Tiny Tuesday : : Stamens

The passionflower (passiflora incarnata) is weirdly beautiful. And when I read that the challenge today was 'stamens', it came immediately to mind. Ours now covers an entire arbor and still has lots of flowers on it. In our climate, the plant is deciduous and the flowers  only bloom for a day,  

When the conquistadors first discovered this plant in the sixteenth century, they gave it its name because they thought the flowers symbolized different features of the passion of Christ...the ten apostles, the crown of thorns, the five wounds, etc.

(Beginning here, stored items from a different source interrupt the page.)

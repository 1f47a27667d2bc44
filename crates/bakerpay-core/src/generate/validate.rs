// Stage 6: re-validate candidates after fees. Sub-threshold remainders
// are swept into baker fees; the candidate keeps a record of the sweep in
// its fee field. Delegator-paid tx/allocation fees were already deducted
// from the bond, so the sweep never double-counts them.

use super::PayoutGenerationContext;
use crate::engines::GeneratePayoutsOptions;
use crate::enums::{InvalidReason, TxKind};
use crate::error::Result;

pub async fn validate_simulated_payouts(
    ctx: &mut PayoutGenerationContext,
    _options: &GeneratePayoutsOptions,
) -> Result<()> {
    log::debug!("validating simulated payout candidates");
    let minimum_amount = ctx.config.payouts.minimum_amount;

    for candidate in ctx.simulated.iter_mut() {
        if candidate.is_invalid() {
            continue;
        }
        // only tez payouts respect the configured minimum; token payouts
        // respect anything above zero
        let threshold = if candidate.bonded.candidate.tx_kind == TxKind::Tez {
            minimum_amount
        } else {
            0
        };
        if candidate.bonded.bonds_amount == 0 {
            candidate.invalidate(InvalidReason::Zero);
        } else if candidate.bonded.bonds_amount <= threshold {
            candidate.invalidate(InvalidReason::BelowMinimum);
        } else {
            continue;
        }

        // sweep the remainder into baker fees
        let dust = candidate.bonded.bonds_amount;
        ctx.baker_fees_amount += dust;
        candidate.bonded.fee += dust;
        candidate.bonded.bonds_amount = 0;
    }
    Ok(())
}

A detailed biological description of each part of the plant and its function is more fascinating to me, but I will stick to the fact that passiflorae have both male and female organs. The five yellow pollen coated bits are called anthers, which hang from a filament and together make up the stamen, the male organ of the plant. The three reddish tendrils at the top are the styles, with female pollen accepting organs or stigmas at their ends. The greenish white bulb that separates them is the ovary which stores seeds. The mechanics of all this equipment are described here, in the unlikely case that you find the whole thing as fascinating as I do.

Not only is this a weirdly beautiful flower with a lot of moving parts, but it took me a long time to delve through reams of information about hundreds of varieties of this plant just to find out which parts of it were the stamens.

I've put a picture taken from a different angle in extras because the fifth stamen isn't visible in my main picture.